Whatever the reason for the delays, they can wreak havoc for both providers and patients.

Bach recently heard from a couple who were expecting a baby, and whose obstetrician sent them a "prebill" for delivery services. The doctor feared a possible delay in being reimbursed by the couple's insurance company, and wanted to be paid up front.  

Bach says such prebilling practices are the result of growing frustrating at having to wait for insurers to pay claims.

"Doctors just want to be paid, and people just want to be treated," she says.

How to resolve a delayed health insurance claim

If you’ve worked with your insurer to clear up confusion surrounding a claim, but still can’t reach a satisfactory resolution, you could end up responsible for paying the bill.

If you fail to do so, the provider could use collections to try to get payment for the bill. In addition, the provider could report your lack of payment to the credit bureaus, which could hurt your credit score.

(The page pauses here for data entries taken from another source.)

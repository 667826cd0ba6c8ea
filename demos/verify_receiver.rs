use postback_dispatcher::{compute_signature, verify_signature};

fn main() {
    let secret = b"supersecret";
    // Payload as rendered from "{click_id}:{txid}:{status}".
    let payload = b"clk_abc:order_9:sale";

    let received = compute_signature(secret, payload);

    let valid = verify_signature(secret, payload, &received);
    let tampered = verify_signature(secret, b"clk_abc:order_9:rejected", &received);

    println!("valid: {valid}, tampered: {tampered}");
}
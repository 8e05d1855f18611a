// Build script to compile GLSL shaders to SPIR-V

use std::path::Path;
use std::process::Command;

const SHADERS: [&str; 2] = ["shaders/triangle.vert", "shaders/triangle.frag"];

fn main() {
    println!("cargo:rerun-if-changed=shaders/");

    // glslc ships with the Vulkan SDK
    for input in SHADERS {
        compile_shader(input, &format!("{input}.spv"));
    }
}

fn compile_shader(input: &str, output: &str) {
    println!("cargo:rerun-if-changed={input}");

    let result = Command::new("glslc")
        .arg(Path::new(input))
        .arg("-o")
        .arg(Path::new(output))
        .status();

    match result {
        Ok(status) if status.success() => {}
        Ok(status) => {
            panic!("Failed to compile {}: exit code {:?}", input, status.code());
        }
        Err(e) => {
            println!("cargo:warning=glslc not found ({e}); {input} was not compiled");
            println!("cargo:warning=Install the Vulkan SDK or run: glslc {input} -o {output}");
        }
    }
}
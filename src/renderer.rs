// =============================================================================
// RENDERER - Setup sequence, per-frame loop, teardown
// =============================================================================
//
// SETUP ORDER:
//   instance -> debug messenger -> surface -> physical device -> logical device
//   -> swapchain + image views -> render pass -> pipeline -> framebuffers
//   -> command pool + buffers -> sync objects
//
// FRAME FLOW:
//   wait fence -> acquire image -> reset fence -> record -> submit -> present
//
// Teardown runs the setup order backwards (see Drop).

use anyhow::{Context, Result};
use ash::vk;
use std::sync::Arc;
use winit::window::Window;

use crate::backend::commands::{self, TrianglePass};
use crate::backend::sync::{AcquireAction, FrameCursor, FramePacer, FrameStart, FrameSync};
use crate::backend::{pipeline, Swapchain, VulkanDevice};
use crate::config::Config;

/// What happened to a call to `draw_frame`
#[derive(Debug, Clone, Copy, PartialEq, Eq)]
pub enum FrameOutcome {
    /// A frame was submitted and queued for presentation
    Presented,
    /// Nothing was drawn (minimized window or out-of-date swapchain)
    Skipped,
}

/// Owns every Vulkan object of the demo.
///
/// Handles start out null and are filled in by `init`; destroying a null
/// handle is a no-op, so a half-initialized Renderer still drops cleanly.
pub struct Renderer {
    window: Arc<Window>,
    clear_color: [f32; 4],
    present_mode: vk::PresentModeKHR,

    // Per-frame-in-flight
    frame_sync: Vec<FrameSync>,
    cursor: FrameCursor,
    command_pool: vk::CommandPool,
    command_buffers: Vec<vk::CommandBuffer>,

    // Per-swapchain-image, rebuilt with the swapchain
    framebuffers: Vec<vk::Framebuffer>,
    render_finished: Vec<vk::Semaphore>,

    pipeline: vk::Pipeline,
    pipeline_layout: vk::PipelineLayout,
    render_pass: vk::RenderPass,

    swapchain: Option<Swapchain>,
    pacer: FramePacer,

    device: Arc<VulkanDevice>,
}

impl Renderer {
    pub fn new(window: Arc<Window>, config: &Config) -> Result<Self> {
        log::info!("Initializing Vulkan...");

        let device = VulkanDevice::new(&window, &config.window.title, config.validation_enabled())?;

        let mut renderer = Self {
            window,
            clear_color: config.graphics.clear_color,
            present_mode: config.present_mode(),
            frame_sync: Vec::new(),
            cursor: FrameCursor::new(config.frames_in_flight()),
            command_pool: vk::CommandPool::null(),
            command_buffers: Vec::new(),
            framebuffers: Vec::new(),
            render_finished: Vec::new(),
            pipeline: vk::Pipeline::null(),
            pipeline_layout: vk::PipelineLayout::null(),
            render_pass: vk::RenderPass::null(),
            swapchain: None,
            pacer: FramePacer::new(),
            device,
        };

        renderer.init(config)?;

        log::info!("Vulkan initialized successfully!");
        Ok(renderer)
    }

    fn init(&mut self, config: &Config) -> Result<()> {
        let size = self.window.inner_size();
        let swapchain = Swapchain::new(self.device.clone(), self.present_mode, size.width, size.height)?;
        let format = swapchain.format;
        self.swapchain = Some(swapchain);

        let device = &self.device.device;

        self.render_pass = pipeline::create_render_pass(device, format)?;

        let (pipeline, layout) = pipeline::create_triangle_pipeline(
            device,
            self.render_pass,
            &config.shaders.vertex,
            &config.shaders.fragment,
        )?;
        self.pipeline = pipeline;
        self.pipeline_layout = layout;

        self.create_image_resources()?;

        let device = &self.device.device;
        self.command_pool = commands::create_command_pool(device, self.device.graphics_queue_family)?;
        self.command_buffers =
            commands::allocate_command_buffers(device, self.command_pool, self.cursor.count())?;

        for _ in 0..self.cursor.count() {
            let sync = FrameSync::new(device)?;
            self.frame_sync.push(sync);
        }

        log::info!("{} frame(s) in flight", self.cursor.count());
        Ok(())
    }

    /// Framebuffers and render-finished semaphores, one per swapchain image
    fn create_image_resources(&mut self) -> Result<()> {
        let device = &self.device.device;
        let swapchain = self.swapchain.as_ref().context("Swapchain not initialized")?;

        self.framebuffers = pipeline::create_framebuffers(
            device,
            &swapchain.image_views,
            self.render_pass,
            swapchain.extent,
        )?;

        // Present may still wait on an image's semaphore, so they can't be per frame slot
        let semaphore_info = vk::SemaphoreCreateInfo::default();
        for _ in 0..swapchain.images.len() {
            let semaphore = unsafe { device.create_semaphore(&semaphore_info, None) }
                .context("Failed to create render-finished semaphore")?;
            self.render_finished.push(semaphore);
        }

        Ok(())
    }

    fn destroy_image_resources(&mut self) {
        let device = &self.device.device;
        unsafe {
            for framebuffer in self.framebuffers.drain(..) {
                device.destroy_framebuffer(framebuffer, None);
            }
            for semaphore in self.render_finished.drain(..) {
                device.destroy_semaphore(semaphore, None);
            }
        }
    }

    /// Rebuild the swapchain for the window's current (non-zero) size
    fn recreate_swapchain(&mut self, width: u32, height: u32) -> Result<()> {
        log::info!("Recreating swapchain: {}x{}", width, height);

        // Nothing may still reference the old images
        self.device.wait_idle()?;

        self.destroy_image_resources();
        let old_format = self.swapchain.as_ref().map(|s| s.format);
        // Only one swapchain per surface: drop the old one before creating the new one
        self.swapchain = None;

        let swapchain = Swapchain::new(self.device.clone(), self.present_mode, width, height)?;
        if let Some(old_format) = old_format {
            anyhow::ensure!(
                swapchain.format == old_format,
                "Surface format changed from {:?} to {:?}",
                old_format,
                swapchain.format
            );
        }
        self.swapchain = Some(swapchain);

        self.create_image_resources()?;
        self.pacer.recreated();
        Ok(())
    }

    /// Render and present one frame
    pub fn draw_frame(&mut self) -> Result<FrameOutcome> {
        let size = self.window.inner_size();
        match self.pacer.before_acquire(size.width, size.height) {
            FrameStart::Skip => return Ok(FrameOutcome::Skipped),
            FrameStart::Recreate => self.recreate_swapchain(size.width, size.height)?,
            FrameStart::Proceed => {}
        }

        let device = &self.device;
        let swapchain = self.swapchain.as_ref().context("Swapchain not initialized")?;
        let slot = self.cursor.current();
        let sync = &self.frame_sync[slot];

        // STEP 1: the command buffer of this slot must be done on the GPU
        sync.wait(&device.device)?;

        // STEP 2: acquire; the fence stays signaled if we bail out here
        let acquired = swapchain.acquire_next_image(sync.image_available)?;
        let image_index = match self.pacer.on_acquire(acquired) {
            AcquireAction::Record { image_index } => image_index,
            AcquireAction::Skip => return Ok(FrameOutcome::Skipped),
        };

        sync.reset(&device.device)?;

        // STEP 3: record
        let cmd = self.command_buffers[slot];
        let pass = TrianglePass {
            render_pass: self.render_pass,
            framebuffer: self.framebuffers[image_index as usize],
            pipeline: self.pipeline,
            extent: swapchain.extent,
            clear_color: self.clear_color,
        };
        commands::record_triangle(&device.device, cmd, &pass)?;

        // STEP 4: submit
        let wait_semaphores = [sync.image_available];
        let wait_stages = [vk::PipelineStageFlags::COLOR_ATTACHMENT_OUTPUT];
        let command_buffers = [cmd];
        let signal_semaphores = [self.render_finished[image_index as usize]];

        let submit_info = vk::SubmitInfo::default()
            .wait_semaphores(&wait_semaphores)
            .wait_dst_stage_mask(&wait_stages)
            .command_buffers(&command_buffers)
            .signal_semaphores(&signal_semaphores);

        unsafe {
            device
                .device
                .queue_submit(device.graphics_queue, &[submit_info], sync.in_flight_fence)
                .context("Failed to submit draw command buffer")?;
        }

        // STEP 5: present
        let outcome = swapchain.present(device.present_queue, image_index, &signal_semaphores)?;
        self.pacer.on_present(outcome);

        self.cursor.advance();
        Ok(FrameOutcome::Presented)
    }

    /// Ask for a new swapchain before the next frame
    pub fn request_recreate(&mut self) {
        self.pacer.request_recreate();
    }

    pub fn wait_idle(&self) -> Result<()> {
        self.device.wait_idle()
    }

    pub fn extent(&self) -> Option<vk::Extent2D> {
        self.swapchain.as_ref().map(|s| s.extent)
    }

    pub fn swapchain_image_count(&self) -> usize {
        self.swapchain.as_ref().map_or(0, |s| s.images.len())
    }

    pub fn frames_in_flight(&self) -> usize {
        self.cursor.count()
    }

    /// Mode the swapchain actually uses (the configured one may be unsupported)
    pub fn present_mode(&self) -> Option<vk::PresentModeKHR> {
        self.swapchain.as_ref().map(|s| s.present_mode)
    }
}

impl Drop for Renderer {
    fn drop(&mut self) {
        log::info!("Cleaning up Vulkan resources...");

        // Wait for GPU to finish before destroying anything
        let _ = self.device.wait_idle();

        unsafe {
            let device = &self.device.device;
            for sync in &self.frame_sync {
                sync.destroy(device);
            }

            // Also frees the command buffers
            device.destroy_command_pool(self.command_pool, None);
        }

        self.destroy_image_resources();

        unsafe {
            let device = &self.device.device;
            device.destroy_pipeline(self.pipeline, None);
            device.destroy_pipeline_layout(self.pipeline_layout, None);
            device.destroy_render_pass(self.render_pass, None);
        }

        // Image views + swapchain; the device goes once the last Arc is gone
        self.swapchain = None;

        log::info!("Cleanup complete");
    }
}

Here are tips on how to resolve a delayed health insurance claim.

1. Contact local authorities, such as your state department of insurance.

Bach says state agencies have a long history of settling disputes, although the time it takes to address and settle a dispute varies.

"Typically, people get a written response from a state insurance department within three weeks after they file a written complaint," she says.

2. Document your claim thoroughly.

According to Bach, documenting your claim is extremely important to resolving a dispute successfully. You should keep a record that includes the name and contact information of all people whom you speak to and the dates and times of all conversations.

Patients who are informed about their claim and who can clearly explain the details usually have more success in when negotiating with doctors anxious for payment.

"Communicate orally and in writing to reassure them that you are diligently attempting to get them paid," she says.

Doctors who see you actively trying to resolve the process are more likely to cut you slack and to refrain from reporting you to a credit bureau for nonpayment, Bach says.